ABOUT THIS TASK »
Beginning with the first line below, please restate each line exactly, down to and including the line containing "per listing page.".

(Saved data entries)
◆ ◆ ◆ ◆ ◆ ◆ ◆
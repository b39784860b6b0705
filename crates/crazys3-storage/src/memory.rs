//! In-memory object store for tests and dry runs.
//!
//! A [`MemoryBackend`] holds buckets, objects and call statistics. Stores
//! handed out by [`MemoryConnector`] share one backend, so a worker and a
//! test harness observe the same objects.

use std::collections::{BTreeMap, HashMap, HashSet};
use std::sync::Arc;

use async_trait::async_trait;
use parking_lot::Mutex;
use serde::{Deserialize, Serialize};
use tracing::debug;

use crate::error::{Result, StorageError};
use crate::store::{ObjectStore, StorageConnector};
use crate::types::{
    CredentialSource, Credentials, ObjectAcl, ObjectPage, ObjectSummary, RestoreTier,
    StorageClass,
};

/// Owner id stamped on objects the backend creates.
pub const MEMORY_OWNER_ID: &str = "memory-owner";

/// Default number of objects per listing page.
pub const DEFAULT_PAGE_SIZE: usize = 1000;

/// One stored object.
#[derive(Debug, Clone, PartialEq, Eq)]
pub struct MemoryObject {
    /// Size in bytes.
    pub size: i64,
    /// Storage class.
    pub storage_class: StorageClass,
    /// Current ACL.
    pub acl: ObjectAcl,
}

/// A recorded restore request.
#[derive(Debug, Clone, PartialEq, Eq)]
pub struct RestoreRecord {
    /// Bucket name.
    pub bucket: String,
    /// Object key.
    pub key: String,
    /// Requested restore lifetime.
    pub days: i32,
    /// Requested tier.
    pub tier: RestoreTier,
}

/// Call counters of a [`MemoryBackend`].
#[derive(Debug, Clone, Default, PartialEq, Eq, Serialize, Deserialize)]
pub struct MemoryStoreStats {
    /// Listing pages served.
    pub list_calls: u64,
    /// Storage class lookups.
    pub heads: u64,
    /// Successful copies.
    pub copies: u64,
    /// ACL reads.
    pub acl_reads: u64,
    /// ACL writes.
    pub acl_writes: u64,
    /// Accepted restore requests.
    pub restores: u64,
}

#[derive(Debug, Default)]
struct MemoryBucket {
    region: String,
    objects: BTreeMap<String, MemoryObject>,
}

#[derive(Debug, Default)]
struct MemoryState {
    buckets: HashMap<String, MemoryBucket>,
    failing: HashSet<(String, String)>,
    restores: Vec<RestoreRecord>,
    stats: MemoryStoreStats,
}

impl MemoryState {
    fn bucket(&self, bucket: &str, region: &str) -> Result<&MemoryBucket> {
        let b = self
            .buckets
            .get(bucket)
            .ok_or_else(|| StorageError::BucketNotFound {
                bucket: bucket.to_string(),
            })?;
        if b.region != region {
            return Err(StorageError::backend(
                "PermanentRedirect",
                format!(
                    "bucket {bucket} is in {}, client is in {region}",
                    b.region
                ),
            ));
        }
        Ok(b)
    }

    fn check_failing(&self, bucket: &str, key: &str) -> Result<()> {
        if self.failing.contains(&(bucket.to_string(), key.to_string())) {
            return Err(StorageError::AccessDenied {
                bucket: bucket.to_string(),
                key: key.to_string(),
                reason: "injected failure".to_string(),
            });
        }
        Ok(())
    }

    fn object(&self, bucket: &str, key: &str, region: &str) -> Result<&MemoryObject> {
        self.check_failing(bucket, key)?;
        self.bucket(bucket, region)?
            .objects
            .get(key)
            .ok_or_else(|| StorageError::ObjectNotFound {
                bucket: bucket.to_string(),
                key: key.to_string(),
            })
    }

    fn object_mut(&mut self, bucket: &str, key: &str, region: &str) -> Result<&mut MemoryObject> {
        self.object(bucket, key, region)?;
        self.buckets
            .get_mut(bucket)
            .and_then(|b| b.objects.get_mut(key))
            .ok_or_else(|| StorageError::ObjectNotFound {
                bucket: bucket.to_string(),
                key: key.to_string(),
            })
    }
}

/// Shared state behind every [`MemoryStore`].
#[derive(Debug, Clone, Default)]
pub struct MemoryBackend {
    state: Arc<Mutex<MemoryState>>,
}

impl MemoryBackend {
    /// Creates an empty backend.
    pub fn new() -> Self {
        Self::default()
    }

    /// Creates (or re-homes) a bucket in `region`.
    pub fn create_bucket(&self, bucket: &str, region: &str) {
        let mut state = self.state.lock();
        state
            .buckets
            .entry(bucket.to_string())
            .or_default()
            .region = region.to_string();
    }

    /// Stores an object with a private ACL. The bucket must exist.
    pub fn put_object(&self, bucket: &str, key: &str, size: i64, storage_class: StorageClass) {
        let mut state = self.state.lock();
        if let Some(b) = state.buckets.get_mut(bucket) {
            b.objects.insert(
                key.to_string(),
                MemoryObject {
                    size,
                    storage_class,
                    acl: ObjectAcl::private(MEMORY_OWNER_ID),
                },
            );
        }
    }

    /// Overwrites the ACL of an existing object.
    pub fn set_acl(&self, bucket: &str, key: &str, acl: ObjectAcl) {
        let mut state = self.state.lock();
        if let Some(obj) = state
            .buckets
            .get_mut(bucket)
            .and_then(|b| b.objects.get_mut(key))
        {
            obj.acl = acl;
        }
    }

    /// Makes every operation on `bucket/key` fail with `AccessDenied`.
    pub fn fail_key(&self, bucket: &str, key: &str) {
        self.state
            .lock()
            .failing
            .insert((bucket.to_string(), key.to_string()));
    }

    /// Snapshot of one object.
    pub fn object(&self, bucket: &str, key: &str) -> Option<MemoryObject> {
        self.state
            .lock()
            .buckets
            .get(bucket)
            .and_then(|b| b.objects.get(key))
            .cloned()
    }

    /// Number of objects in `bucket`.
    pub fn object_count(&self, bucket: &str) -> usize {
        self.state
            .lock()
            .buckets
            .get(bucket)
            .map(|b| b.objects.len())
            .unwrap_or(0)
    }

    /// Restore requests accepted so far, in arrival order.
    pub fn restores(&self) -> Vec<RestoreRecord> {
        self.state.lock().restores.clone()
    }

    /// Current call counters.
    pub fn stats(&self) -> MemoryStoreStats {
        self.state.lock().stats.clone()
    }

    /// Opens a store in `region` signing with `credentials`.
    pub fn store(&self, region: &str, credentials: Credentials) -> MemoryStore {
        MemoryStore {
            backend: self.clone(),
            region: region.to_string(),
            credentials,
            page_size: DEFAULT_PAGE_SIZE,
        }
    }
}

/// An [`ObjectStore`] bound to one region of a [`MemoryBackend`].
#[derive(Debug, Clone)]
pub struct MemoryStore {
    backend: MemoryBackend,
    region: String,
    credentials: Credentials,
    page_size: usize,
}

impl MemoryStore {
    /// Overrides the listing page size (minimum 1).
    pub fn with_page_size(mut self, page_size: usize) -> Self {
        self.page_size = page_size.max(1);
        self
    }

    /// Region this store is connected to.
    pub fn region(&self) -> &str {
        &self.region
    }
}

#[async_trait]
impl ObjectStore for MemoryStore {
    async fn list_page(
        &self,
        bucket: &str,
        prefix: &str,
        token: Option<&str>,
    ) -> Result<ObjectPage> {
        let mut state = self.backend.state.lock();
        let b = state.bucket(bucket, &self.region)?;
        let mut objects = Vec::with_capacity(self.page_size);
        let mut more = false;
        for (key, obj) in b.objects.iter() {
            if !key.starts_with(prefix) {
                continue;
            }
            if let Some(after) = token {
                if key.as_str() <= after {
                    continue;
                }
            }
            if objects.len() == self.page_size {
                more = true;
                break;
            }
            objects.push(ObjectSummary {
                key: key.clone(),
                size: obj.size,
                storage_class: obj.storage_class.clone(),
            });
        }
        let next_token = if more {
            objects.last().map(|o| o.key.clone())
        } else {
            None
        };
        state.stats.list_calls += 1;
        debug!(bucket, prefix, count = objects.len(), more, "memory list_page");
        Ok(ObjectPage {
            objects,
            next_token,
        })
    }

    async fn copy_object(
        &self,
        src_bucket: &str,
        src_key: &str,
        dst_bucket: &str,
        dst_key: &str,
    ) -> Result<()> {
        let mut state = self.backend.state.lock();
        let source = state.object(src_bucket, src_key, &self.region)?;
        if src_bucket == dst_bucket
            && src_key == dst_key
            && source.storage_class == StorageClass::Standard
        {
            return Err(StorageError::backend(
                "CopyObject",
                format!("{src_bucket}/{src_key} copied onto itself without changing storage class"),
            ));
        }
        let size = source.size;
        state.check_failing(dst_bucket, dst_key)?;
        state.bucket(dst_bucket, &self.region)?;
        if let Some(b) = state.buckets.get_mut(dst_bucket) {
            b.objects.insert(
                dst_key.to_string(),
                MemoryObject {
                    size,
                    storage_class: StorageClass::Standard,
                    acl: ObjectAcl::private(MEMORY_OWNER_ID),
                },
            );
        }
        state.stats.copies += 1;
        Ok(())
    }

    async fn storage_class(&self, bucket: &str, key: &str) -> Result<StorageClass> {
        let mut state = self.backend.state.lock();
        let class = state.object(bucket, key, &self.region)?.storage_class.clone();
        state.stats.heads += 1;
        Ok(class)
    }

    async fn get_acl(&self, bucket: &str, key: &str) -> Result<ObjectAcl> {
        let mut state = self.backend.state.lock();
        let acl = state.object(bucket, key, &self.region)?.acl.clone();
        state.stats.acl_reads += 1;
        Ok(acl)
    }

    async fn put_acl(&self, bucket: &str, key: &str, acl: &ObjectAcl) -> Result<()> {
        let mut state = self.backend.state.lock();
        state.object_mut(bucket, key, &self.region)?.acl = acl.clone();
        state.stats.acl_writes += 1;
        Ok(())
    }

    async fn restore_object(
        &self,
        bucket: &str,
        key: &str,
        days: i32,
        tier: RestoreTier,
    ) -> Result<()> {
        let mut state = self.backend.state.lock();
        let obj = state.object(bucket, key, &self.region)?;
        if !obj.storage_class.is_archived() {
            return Err(StorageError::InvalidObjectState {
                bucket: bucket.to_string(),
                key: key.to_string(),
                reason: format!("storage class {} is not archived", obj.storage_class),
            });
        }
        state.restores.push(RestoreRecord {
            bucket: bucket.to_string(),
            key: key.to_string(),
            days,
            tier,
        });
        state.stats.restores += 1;
        Ok(())
    }

    async fn bucket_region(&self, bucket: &str) -> Result<String> {
        let state = self.backend.state.lock();
        state
            .buckets
            .get(bucket)
            .map(|b| b.region.clone())
            .ok_or_else(|| StorageError::BucketNotFound {
                bucket: bucket.to_string(),
            })
    }

    async fn resolve_credentials(&self) -> Result<Credentials> {
        Ok(self.credentials.clone())
    }
}

/// A [`StorageConnector`] producing [`MemoryStore`]s over one backend.
#[derive(Debug)]
pub struct MemoryConnector {
    backend: MemoryBackend,
    page_size: usize,
    profiles: HashMap<String, Credentials>,
    connects: Mutex<Vec<String>>,
}

impl MemoryConnector {
    /// Creates a connector over `backend`.
    pub fn new(backend: MemoryBackend) -> Self {
        Self {
            backend,
            page_size: DEFAULT_PAGE_SIZE,
            profiles: HashMap::new(),
            connects: Mutex::new(Vec::new()),
        }
    }

    /// Registers the credential a named profile resolves to.
    pub fn with_profile(mut self, name: &str, credentials: Credentials) -> Self {
        self.profiles.insert(name.to_string(), credentials);
        self
    }

    /// Listing page size for stores opened by this connector.
    pub fn with_page_size(mut self, page_size: usize) -> Self {
        self.page_size = page_size.max(1);
        self
    }

    /// Regions connected to so far, in call order.
    pub fn connected_regions(&self) -> Vec<String> {
        self.connects.lock().clone()
    }
}

#[async_trait]
impl StorageConnector for MemoryConnector {
    async fn connect(
        &self,
        region: &str,
        credentials: &CredentialSource,
    ) -> Result<Arc<dyn ObjectStore>> {
        let resolved = match credentials {
            CredentialSource::Static(c) => c.clone(),
            CredentialSource::Profile(name) => self
                .profiles
                .get(name)
                .cloned()
                .ok_or_else(|| StorageError::Credentials(format!("unknown profile {name}")))?,
        };
        self.connects.lock().push(region.to_string());
        let store = self
            .backend
            .store(region, resolved)
            .with_page_size(self.page_size);
        Ok(Arc::new(store))
    }
}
◆ ◆ ◆ ◆ ◆ ◆ ◆
SOLUTION TO THE PROBLEM »
repository b39784860b6b0705
filename crates/crazys3-storage/src/memory.rs
//! In-memory object store for tests and dry runs.
//!
//! A [`MemoryBackend`] holds buckets, objects and call statistics. Stores
//! handed out by [`MemoryConnector`] share one backend, so a worker and a
//! test harness observe the same objects.

use std::collections::{BTreeMap, HashMap, HashSet};
use std::sync::Arc;

use async_trait::async_trait;
use parking_lot::Mutex;
use serde::{Deserialize, Serialize};
use tracing::debug;

use crate::error::{Result, StorageError};
use crate::store::{ObjectStore, StorageConnector};
use crate::types::{
    CredentialSource, Credentials, ObjectAcl, ObjectPage, ObjectSummary, RestoreTier,
    StorageClass,
};

/// Owner id stamped on objects the backend creates.
pub const MEMORY_OWNER_ID: &str = "memory-owner";

/// Default number of objects per listing page.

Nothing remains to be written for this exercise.